Markus Fuhrmann: Ja, tatsächlich bauen wir das Betriebssystem des Gebäudes selbst. Das ist bei uns eine Mischung aus Hardware-Komponenten (Lichtschalter, Sensoren etc.) und Software. Man kann sich das so vorstellen: Lichtmanagement, Strom, Jalousien, Türen – das ist Standard und leicht zu bedienen. Gleichzeitig ist unser System aber flexibel und erweiterbar. Nur ein Beispiel: Im Erdgeschoss unserer Wohnbauten gibt es Paketservice-Stationen. Die kann man per App auf Wunsch buchen und spart sich dadurch den lästigen Weg zur oft weit entfernten Abholstelle. 

In der Produktion sollen mittelfristig nur Roboter arbeiten. Wo bleibt der Mensch bei Gropyus? 
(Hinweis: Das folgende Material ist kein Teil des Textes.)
use crate::errors::{Error, Result};
use chrono::{DateTime, TimeZone, Utc};
use repr::header as raw;
use repr::header::SaveDataFlags;
use repr::Magic;
use sha2::{Digest, Sha256};
use std::convert::TryFrom;
use zerocopy::{FromBytes, Unaligned};

fn non_negative(name: &'static str, value: i64) -> Result<u64> {
    u64::try_from(value)
        .map_err(|_| Error::malformed(format!("negative header field {}: {}", name, value)))
}

fn non_negative_32(name: &'static str, value: i32) -> Result<u32> {
    u32::try_from(value)
        .map_err(|_| Error::malformed(format!("negative header field {}: {}", name, value)))
}

fn check_magic(region: &'static str, expected: Magic, actual: Magic) -> Result<()> {
    if expected == actual {
        Ok(())
    } else {
        Err(Error::BadMagic {
            region,
            expected,
            actual,
        })
    }
}

fn read_region<T: FromBytes + Unaligned + Copy>(data: &[u8], offset: usize) -> Result<T> {
    data.get(offset..)
        .and_then(repr::read)
        .ok_or_else(|| Error::malformed(format!("header too short for region at {:#x}", offset)))
}

macro_rules! layout {
    ($($field:ident),* $(,)?) => {
        /// Offsets and sizes of every region of the container
        #[derive(Debug, Clone, PartialEq, Eq)]
        pub struct Layout {
            pub version: u32,
            pub hash: [u8; 0x20],
            $(pub $field: u64,)*
            pub duplex_index: u8,
        }

        impl Layout {
            fn from_raw(layout: &raw::Layout) -> Result<Self> {
                check_magic("layout table", raw::LAYOUT_MAGIC, layout.magic)?;
                Ok(Self {
                    version: layout.version.get(),
                    hash: layout.hash,
                    $($field: non_negative(stringify!($field), layout.$field.get())?,)*
                    duplex_index: layout.duplex_index,
                })
            }
        }
    };
}

layout!(
    file_map_entry_offset,
    file_map_entry_size,
    meta_map_entry_offset,
    meta_map_entry_size,
    file_map_data_offset,
    file_map_data_size,
    duplex_l1_offset_a,
    duplex_l1_offset_b,
    duplex_l1_size,
    duplex_data_offset_a,
    duplex_data_offset_b,
    duplex_data_size,
    journal_data_offset,
    journal_data_size_a,
    journal_data_size_b,
    size_reserved_area,
    duplex_master_offset_a,
    duplex_master_offset_b,
    duplex_master_size,
    ivfc_master_hash_offset_a,
    ivfc_master_hash_offset_b,
    ivfc_master_hash_size,
    journal_map_table_offset,
    journal_map_table_size,
    journal_physical_bitmap_offset,
    journal_physical_bitmap_size,
    journal_virtual_bitmap_offset,
    journal_virtual_bitmap_size,
    journal_free_bitmap_offset,
    journal_free_bitmap_size,
    ivfc_l1_offset,
    ivfc_l1_size,
    ivfc_l2_offset,
    ivfc_l2_size,
    ivfc_l3_offset,
    ivfc_l3_size,
    fat_offset,
    fat_size,
);

#[derive(Debug, Copy, Clone, PartialEq, Eq)]
pub struct DuplexLayerInfo {
    pub offset: u64,
    pub size: u64,
    pub block_size_power: u32,
}

impl DuplexLayerInfo {
    pub fn block_size(&self) -> Result<u32> {
        1u32.checked_shl(self.block_size_power)
            .filter(|&size| size > 0)
            .ok_or_else(|| {
                Error::malformed(format!(
                    "invalid duplex block size power {}",
                    self.block_size_power
                ))
            })
    }
}

#[derive(Debug, Clone, PartialEq, Eq)]
pub struct DuplexHeader {
    pub version: u32,
    pub layers: [DuplexLayerInfo; raw::DUPLEX_LAYER_COUNT],
}

impl DuplexHeader {
    fn from_raw(duplex: &raw::Duplex) -> Result<Self> {
        check_magic("duplex header", raw::DUPLEX_MAGIC, duplex.magic)?;
        let layer = |i: usize| -> Result<DuplexLayerInfo> {
            let layer = &duplex.layers[i];
            Ok(DuplexLayerInfo {
                offset: non_negative("duplex layer offset", layer.offset.get())?,
                size: non_negative("duplex layer size", layer.size.get())?,
                block_size_power: layer.block_size_power.get(),
            })
        };
        Ok(Self {
            version: duplex.version.get(),
            layers: [layer(0)?, layer(1)?, layer(2)?],
        })
    }
}

#[derive(Debug, Copy, Clone, PartialEq, Eq)]
pub struct IvfcLevelInfo {
    pub offset: u64,
    pub size: u64,
    pub block_size_power: u32,
}

#[derive(Debug, Clone, PartialEq, Eq)]
pub struct IvfcHeader {
    pub version: u32,
    pub master_hash_size: u32,
    /// Only the levels in use, at most 6
    pub levels: Vec<IvfcLevelInfo>,
    pub salt_source: [u8; 0x20],
}

impl IvfcHeader {
    fn from_raw(ivfc: &raw::Ivfc) -> Result<Self> {
        check_magic("integrity header", raw::IVFC_MAGIC, ivfc.magic)?;
        let level_count = (ivfc.level_count.get() as usize).min(raw::IVFC_MAX_LEVEL_COUNT);
        let levels = ivfc.levels[..level_count]
            .iter()
            .map(|level| {
                Ok(IvfcLevelInfo {
                    offset: non_negative("integrity level offset", level.offset.get())?,
                    size: non_negative("integrity level size", level.size.get())?,
                    block_size_power: level.block_size_power.get(),
                })
            })
            .collect::<Result<Vec<_>>>()?;
        Ok(Self {
            version: ivfc.version.get(),
            master_hash_size: ivfc.master_hash_size.get(),
            levels,
            salt_source: ivfc.salt_source,
        })
    }
}

#[derive(Debug, Copy, Clone, PartialEq, Eq)]
pub struct JournalHeader {
    pub version: u32,
    pub total_size: u64,
    pub journal_size: u64,
    pub block_size: u64,
}

impl JournalHeader {
    fn from_raw(journal: &raw::Journal) -> Result<Self> {
        check_magic("journal header", raw::JOURNAL_MAGIC, journal.magic)?;
        Ok(Self {
            version: journal.version.get(),
            total_size: non_negative("journal total size", journal.total_size.get())?,
            journal_size: non_negative("journal size", journal.journal_size.get())?,
            block_size: non_negative("journal block size", journal.block_size.get())?,
        })
    }
}

#[derive(Debug, Copy, Clone, PartialEq, Eq)]
pub struct JournalMapHeader {
    pub version: u32,
    pub main_data_block_count: u32,
    pub journal_block_count: u32,
}

impl From<&raw::JournalMap> for JournalMapHeader {
    fn from(map: &raw::JournalMap) -> Self {
        Self {
            version: map.version.get(),
            main_data_block_count: map.main_data_block_count.get(),
            journal_block_count: map.journal_block_count.get(),
        }
    }
}

#[derive(Debug, Copy, Clone, PartialEq, Eq)]
pub struct SaveHeader {
    pub version: u32,
    pub block_count: u64,
    pub block_size: u64,
}

impl SaveHeader {
    fn from_raw(save: &raw::Save) -> Result<Self> {
        check_magic("save header", raw::SAVE_MAGIC, save.magic)?;
        Ok(Self {
            version: save.version.get(),
            block_count: non_negative("save block count", save.block_count.get())?,
            block_size: non_negative("save block size", save.block_size.get())?,
        })
    }
}

/// Where the file tree's allocation table and entry tables live
#[derive(Debug, Copy, Clone, PartialEq, Eq)]
pub struct FatHeader {
    pub block_size: u64,
    pub fat_offset: u64,
    pub fat_block_count: u32,
    pub data_offset: u64,
    pub data_block_count: u32,
    pub directory_table_block: u32,
    pub file_table_block: u32,
}

impl FatHeader {
    fn from_raw(fat: &raw::Fat) -> Result<Self> {
        Ok(Self {
            block_size: non_negative("allocation table block size", fat.block_size.get())?,
            fat_offset: non_negative("allocation table offset", fat.fat_offset.get())?,
            fat_block_count: fat.fat_block_count.get(),
            data_offset: non_negative("data offset", fat.data_offset.get())?,
            data_block_count: fat.data_block_count.get(),
            directory_table_block: non_negative_32(
                "directory table block",
                fat.directory_table_block.get(),
            )?,
            file_table_block: non_negative_32("file table block", fat.file_table_block.get())?,
        })
    }
}

#[derive(Debug, Copy, Clone, PartialEq, Eq)]
pub struct RemapHeader {
    pub version: u32,
    pub map_entry_count: u32,
    pub map_segment_count: u32,
    pub segment_bits: u32,
}

impl RemapHeader {
    fn from_raw(region: &'static str, remap: &raw::Remap) -> Result<Self> {
        check_magic(region, raw::REMAP_MAGIC, remap.magic)?;
        Ok(Self {
            version: remap.version.get(),
            map_entry_count: non_negative_32("map entry count", remap.map_entry_count.get())?,
            map_segment_count: non_negative_32(
                "map segment count",
                remap.map_segment_count.get(),
            )?,
            segment_bits: non_negative_32("segment bits", remap.segment_bits.get())?,
        })
    }
}

#[derive(Debug, Copy, Clone, PartialEq, Eq)]
pub struct ExtraData {
    pub title_id: u64,
    pub user_id: [u8; 0x10],
    pub save_id: u64,
    pub save_data_type: u8,
    pub owner_id: u64,
    pub timestamp: i64,
    pub flags: SaveDataFlags,
    pub data_size: i64,
    pub journal_size: i64,
}

impl ExtraData {
    /// The timestamp as a date, if it is representable
    pub fn modified_time(&self) -> Option<DateTime<Utc>> {
        Utc.timestamp_opt(self.timestamp, 0).single()
    }
}

impl From<&raw::ExtraData> for ExtraData {
    fn from(extra: &raw::ExtraData) -> Self {
        Self {
            title_id: extra.title_id.get(),
            user_id: extra.user_id,
            save_id: extra.save_id.get(),
            save_data_type: extra.save_data_type,
            owner_id: extra.owner_id.get(),
            timestamp: extra.timestamp.get(),
            flags: extra.flags(),
            data_size: extra.data_size.get(),
            journal_size: extra.journal_size.get(),
        }
    }
}

/// The parsed 0x4000 byte container header
#[derive(Debug, Clone)]
pub struct Header {
    pub layout: Layout,
    pub duplex: DuplexHeader,
    pub ivfc: IvfcHeader,
    pub journal: JournalHeader,
    pub journal_map: JournalMapHeader,
    pub save: SaveHeader,
    pub fat: FatHeader,
    pub data_remap: RemapHeader,
    pub meta_remap: RemapHeader,
    pub extra_data: ExtraData,
    data: Vec<u8>,
}

impl Header {
    pub fn parse(data: Vec<u8>) -> Result<Self> {
        if data.len() < raw::SIZE {
            return Err(Error::malformed(format!(
                "header is {:#x} bytes, expected {:#x}",
                data.len(),
                raw::SIZE
            )));
        }
        let layout: raw::Layout = read_region(&data, raw::LAYOUT_OFFSET)?;
        let duplex: raw::Duplex = read_region(&data, raw::DUPLEX_OFFSET)?;
        let ivfc: raw::Ivfc = read_region(&data, raw::IVFC_OFFSET)?;
        let journal: raw::Journal = read_region(&data, raw::JOURNAL_OFFSET)?;
        let journal_map: raw::JournalMap = read_region(&data, raw::JOURNAL_MAP_OFFSET)?;
        let save: raw::Save = read_region(&data, raw::SAVE_OFFSET)?;
        let fat: raw::Fat = read_region(&data, raw::FAT_OFFSET)?;
        let data_remap: raw::Remap = read_region(&data, raw::DATA_REMAP_OFFSET)?;
        let meta_remap: raw::Remap = read_region(&data, raw::META_REMAP_OFFSET)?;
        let extra_data: raw::ExtraData = read_region(&data, raw::EXTRA_DATA_OFFSET)?;

        Ok(Self {
            layout: Layout::from_raw(&layout)?,
            duplex: DuplexHeader::from_raw(&duplex)?,
            ivfc: IvfcHeader::from_raw(&ivfc)?,
            journal: JournalHeader::from_raw(&journal)?,
            journal_map: JournalMapHeader::from(&journal_map),
            save: SaveHeader::from_raw(&save)?,
            fat: FatHeader::from_raw(&fat)?,
            data_remap: RemapHeader::from_raw("data remap header", &data_remap)?,
            meta_remap: RemapHeader::from_raw("metadata remap header", &meta_remap)?,
            extra_data: ExtraData::from(&extra_data),
            data,
        })
    }

    /// The raw header bytes
    pub fn data(&self) -> &[u8] {
        &self.data
    }

    pub fn cmac(&self) -> &[u8] {
        &self.data[raw::CMAC_OFFSET..raw::CMAC_OFFSET + raw::CMAC_SIZE]
    }

    /// The bytes covered by the CMAC
    pub fn signed_region(&self) -> &[u8] {
        &self.data[raw::LAYOUT_OFFSET..raw::LAYOUT_OFFSET + raw::LAYOUT_SIZE]
    }

    pub fn is_layout_hash_valid(&self) -> bool {
        compute_layout_hash(&self.data)[..] == self.layout.hash[..]
    }

    fn header_slice(&self, what: &str, offset: u64, size: u64) -> Result<&[u8]> {
        let end = offset.checked_add(size);
        match end {
            Some(end) if end <= raw::SIZE as u64 => Ok(&self.data[offset as usize..end as usize]),
            _ => Err(Error::malformed(format!(
                "{} at {:#x}+{:#x} lies outside the header",
                what, offset, size
            ))),
        }
    }

    /// The master bitmap of the duplex hierarchy, A or B
    pub fn duplex_master(&self, b: bool) -> Result<&[u8]> {
        let offset = if b {
            self.layout.duplex_master_offset_b
        } else {
            self.layout.duplex_master_offset_a
        };
        self.header_slice("duplex master bitmap", offset, self.layout.duplex_master_size)
    }

    /// The top hash of the integrity tree
    pub fn master_hash(&self) -> Result<&[u8]> {
        self.header_slice(
            "integrity master hash",
            self.layout.ivfc_master_hash_offset_a,
            self.layout.ivfc_master_hash_size,
        )
    }
}

/// SHA-256 of the hashed part of a raw header
pub fn compute_layout_hash(header: &[u8]) -> [u8; 0x20] {
    let digest = Sha256::digest(&header[raw::LAYOUT_HASHED_START..raw::SIZE]);
    let mut hash = [0; 0x20];
    hash.copy_from_slice(&digest);
    hash
}
use crate::errors::{Error, Result};
use parking_lot::{Mutex, RwLock};
use positioned_io::{RandomAccessFile, ReadAt, WriteAt};
use std::convert::TryFrom;
use std::fs;
use std::io;
use std::path::Path;
use std::sync::Arc;

/// A byte addressable storage
///
/// Reads and writes are exact: a request which can't be fully satisfied is an error. Every layer
/// of a container is a `Storage` stacked on top of another one.
pub trait Storage: Send + Sync {
    fn read_at(&self, offset: u64, buf: &mut [u8]) -> Result<()>;

    fn write_at(&self, offset: u64, buf: &[u8]) -> Result<()> {
        let _ = (offset, buf);
        Err(Error::Unsupported {
            storage: self.kind(),
            operation: "write",
        })
    }

    fn size(&self) -> u64;

    fn flush(&self) -> Result<()> {
        Ok(())
    }

    /// Short name used in error messages
    fn kind(&self) -> &'static str {
        "storage"
    }
}

pub type SharedStorage = Arc<dyn Storage>;

macro_rules! deref_storage {
    () => {
        fn read_at(&self, offset: u64, buf: &mut [u8]) -> Result<()> {
            (**self).read_at(offset, buf)
        }

        fn write_at(&self, offset: u64, buf: &[u8]) -> Result<()> {
            (**self).write_at(offset, buf)
        }

        fn size(&self) -> u64 {
            (**self).size()
        }

        fn flush(&self) -> Result<()> {
            (**self).flush()
        }

        fn kind(&self) -> &'static str {
            (**self).kind()
        }
    };
}

impl<S: ?Sized + Storage> Storage for &S {
    deref_storage!();
}

impl<S: ?Sized + Storage> Storage for Box<S> {
    deref_storage!();
}

impl<S: ?Sized + Storage> Storage for Arc<S> {
    deref_storage!();
}

pub(crate) fn check_range(storage: &'static str, offset: u64, len: usize, size: u64) -> Result<()> {
    let len = len as u64;
    match offset.checked_add(len) {
        Some(end) if end <= size => Ok(()),
        _ => Err(Error::OutOfRange {
            storage,
            offset,
            len,
        }),
    }
}

/// Read the whole storage into memory
pub fn read_all<S: ?Sized + Storage>(storage: &S) -> Result<Vec<u8>> {
    let len = usize::try_from(storage.size())
        .map_err(|_| Error::malformed("storage is too large to read into memory"))?;
    let mut buf = vec![0; len];
    storage.read_at(0, &mut buf)?;
    Ok(buf)
}

/// An in-memory, fixed size, writable storage
#[derive(Debug, Default)]
pub struct MemoryStorage {
    data: RwLock<Vec<u8>>,
}

impl MemoryStorage {
    pub fn new(data: Vec<u8>) -> Self {
        Self {
            data: RwLock::new(data),
        }
    }

    pub fn into_inner(self) -> Vec<u8> {
        self.data.into_inner()
    }

    pub fn to_vec(&self) -> Vec<u8> {
        self.data.read().clone()
    }
}

impl From<Vec<u8>> for MemoryStorage {
    fn from(data: Vec<u8>) -> Self {
        Self::new(data)
    }
}

impl Storage for MemoryStorage {
    fn read_at(&self, offset: u64, buf: &mut [u8]) -> Result<()> {
        let data = self.data.read();
        check_range(self.kind(), offset, buf.len(), data.len() as u64)?;
        let start = offset as usize;
        buf.copy_from_slice(&data[start..start + buf.len()]);
        Ok(())
    }

    fn write_at(&self, offset: u64, buf: &[u8]) -> Result<()> {
        let mut data = self.data.write();
        check_range(self.kind(), offset, buf.len(), data.len() as u64)?;
        let start = offset as usize;
        data[start..start + buf.len()].copy_from_slice(buf);
        Ok(())
    }

    fn size(&self) -> u64 {
        self.data.read().len() as u64
    }

    fn kind(&self) -> &'static str {
        "memory storage"
    }
}

/// A container image on the host filesystem
pub struct ImageFile {
    file: Mutex<RandomAccessFile>,
    size: u64,
    writable: bool,
}

impl ImageFile {
    pub fn open<P: AsRef<Path>>(path: P) -> io::Result<Self> {
        Self::_open(path.as_ref(), false)
    }

    pub fn open_writable<P: AsRef<Path>>(path: P) -> io::Result<Self> {
        Self::_open(path.as_ref(), true)
    }

    fn _open(path: &Path, writable: bool) -> io::Result<Self> {
        let file = fs::OpenOptions::new()
            .read(true)
            .write(writable)
            .open(path)?;
        let size = file.metadata()?.len();
        let file = RandomAccessFile::try_new(file)?;
        Ok(Self {
            file: Mutex::new(file),
            size,
            writable,
        })
    }
}

impl Storage for ImageFile {
    fn read_at(&self, offset: u64, buf: &mut [u8]) -> Result<()> {
        check_range(self.kind(), offset, buf.len(), self.size)?;
        self.file.lock().read_exact_at(offset, buf)?;
        Ok(())
    }

    fn write_at(&self, offset: u64, buf: &[u8]) -> Result<()> {
        if !self.writable {
            return Err(Error::Unsupported {
                storage: "read-only image file",
                operation: "write",
            });
        }
        check_range(self.kind(), offset, buf.len(), self.size)?;
        self.file.lock().write_all_at(offset, buf)?;
        Ok(())
    }

    fn size(&self) -> u64 {
        self.size
    }

    fn flush(&self) -> Result<()> {
        if self.writable {
            self.file.lock().flush()?;
        }
        Ok(())
    }

    fn kind(&self) -> &'static str {
        "image file"
    }
}

/// A window of `size` bytes starting at `offset` of a base storage
#[derive(Debug, Clone)]
pub struct SubStorage<S> {
    base: S,
    offset: u64,
    size: u64,
}

impl<S: Storage> SubStorage<S> {
    pub fn new(base: S, offset: u64, size: u64) -> Result<Self> {
        let end = offset.checked_add(size);
        if end.map_or(true, |end| end > base.size()) {
            return Err(Error::OutOfRange {
                storage: base.kind(),
                offset,
                len: size,
            });
        }
        Ok(Self { base, offset, size })
    }

    pub fn get_ref(&self) -> &S {
        &self.base
    }
}

impl<S: Storage> Storage for SubStorage<S> {
    fn read_at(&self, offset: u64, buf: &mut [u8]) -> Result<()> {
        check_range(self.kind(), offset, buf.len(), self.size)?;
        self.base.read_at(self.offset + offset, buf)
    }

    fn write_at(&self, offset: u64, buf: &[u8]) -> Result<()> {
        check_range(self.kind(), offset, buf.len(), self.size)?;
        self.base.write_at(self.offset + offset, buf)
    }

    fn size(&self) -> u64 {
        self.size
    }

    fn flush(&self) -> Result<()> {
        self.base.flush()
    }

    fn kind(&self) -> &'static str {
        "sub storage"
    }
}

/// A zero length storage
#[derive(Debug, Copy, Clone, Default)]
pub struct EmptyStorage;

impl Storage for EmptyStorage {
    fn read_at(&self, offset: u64, buf: &mut [u8]) -> Result<()> {
        check_range(self.kind(), offset, buf.len(), 0)
    }

    fn write_at(&self, offset: u64, buf: &[u8]) -> Result<()> {
        check_range(self.kind(), offset, buf.len(), 0)
    }

    fn size(&self) -> u64 {
        0
    }

    fn kind(&self) -> &'static str {
        "empty storage"
    }
}

/// Adapts a storage to `io::Read` and `io::Seek`
#[derive(Debug)]
pub struct StorageReader<S> {
    storage: S,
    position: u64,
}

impl<S: Storage> StorageReader<S> {
    pub fn new(storage: S) -> Self {
        Self {
            storage,
            position: 0,
        }
    }

    pub fn into_inner(self) -> S {
        self.storage
    }
}

impl<S: Storage> io::Read for StorageReader<S> {
    fn read(&mut self, buf: &mut [u8]) -> io::Result<usize> {
        let remaining = self.storage.size().saturating_sub(self.position);
        let len = remaining.min(buf.len() as u64) as usize;
        if len == 0 {
            return Ok(0);
        }
        self.storage
            .read_at(self.position, &mut buf[..len])
            .map_err(into_io_error)?;
        self.position += len as u64;
        Ok(len)
    }
}

impl<S: Storage> io::Seek for StorageReader<S> {
    fn seek(&mut self, pos: io::SeekFrom) -> io::Result<u64> {
        let new_position = match pos {
            io::SeekFrom::Start(offset) => Some(offset),
            io::SeekFrom::End(delta) => offset_by(self.storage.size(), delta),
            io::SeekFrom::Current(delta) => offset_by(self.position, delta),
        };
        match new_position {
            Some(position) => {
                self.position = position;
                Ok(position)
            }
            None => Err(io::Error::new(
                io::ErrorKind::InvalidInput,
                "invalid seek to a negative or overflowing position",
            )),
        }
    }
}

fn offset_by(base: u64, delta: i64) -> Option<u64> {
    if delta >= 0 {
        base.checked_add(delta as u64)
    } else {
        base.checked_sub(delta.unsigned_abs())
    }
}

fn into_io_error(e: Error) -> io::Error {
    match e {
        Error::Io { source } => source,
        other => io::Error::new(io::ErrorKind::InvalidData, other),
    }
}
Markus Fuhrmann:  Unsere Firma ist zwei Jahre alt und wir haben bereits  über 250 Mitarbeiter. Wir  haben derzeit 70 bis 80 offene Stellen ausgeschrieben. Man braucht nicht weniger Mitarbeiter, nur vielleicht Mitarbeiter, die eine andere Erfahrung haben. Ich brauche  Mitarbeiter, die das IT-System managen, auch Produktentwickler etc. 

Produziert wird ausschließlich in Deutschland? 


Markus Fuhrmann:  Wir haben einen Standort bei Wels in Oberösterreich, dort erzeugen wir flexible Roboterzellen für die Roboterköpfe, die dann im deutschen Werk bei der  Produktion zum Einsatz kommen. 


Florian Fritsch: Unser Bestreben ist schon, ein Zweitwerk in Österreich zu eröffnen. Es würde nahe liegen, die Produktion in Wels zu erweitern. 

Die Holz- und Grundstückspreise steigen. Wie wollen Sie da leistbares Wohnen in Zukunft garantieren? 


Markus Fuhrmann:  Ja, die Preise steigen. Aber wir können bei Bau und Betriebskosten durch unser Modulsystem einsparen. Durch die Automatisierung haben wir Preisvorteile aber auch weniger Schadensfälle und Korrekturen in der Fabrik. Wir haben auf einer fünf Meter Wand eine Abweichung von 0,8 Millimeter – das ist super! 


Gibt es für Österreich schon geplante Bauprojekte? 


Markus Fuhrmann: Wir können es im Detail noch nicht sagen, haben aber Projekte in und im Umland von Wien geplant. Wir sehen uns aber auch in anderen Bundesländern um. Wir sind superflexibel,  weil wir unsere Bauteile 700 bis 800 Kilometer weit transportieren können. 


Florian Fritsch:  Wir freuen uns auch darüber, bereits große Investoren wie zum Beispiel die Vienna Insurance Group, Kiri Capital oder Manta Ray zu unseren Unterstützern zu zählen.

Sehen Sie sich als Elon Musk der Immobilienbranche? 


Markus Fuhrmann: Das ist ein schmeichelnder Vergleich, denn er hat schon viel geschafft. Er hat eine Industrie wohin gebracht, wo sie vorher noch nicht war und ich glaube, wenn wir das zustandebringen, können wir sehr stolz darauf sein. Wir übernehmen die Kontrolle über den Prozess vom Anfang bis zum Ende. Also ja, wir sind schon teslanah und ich hoffe, wir haben auch einen ähnlichen Impact auf die Immobilienbranche.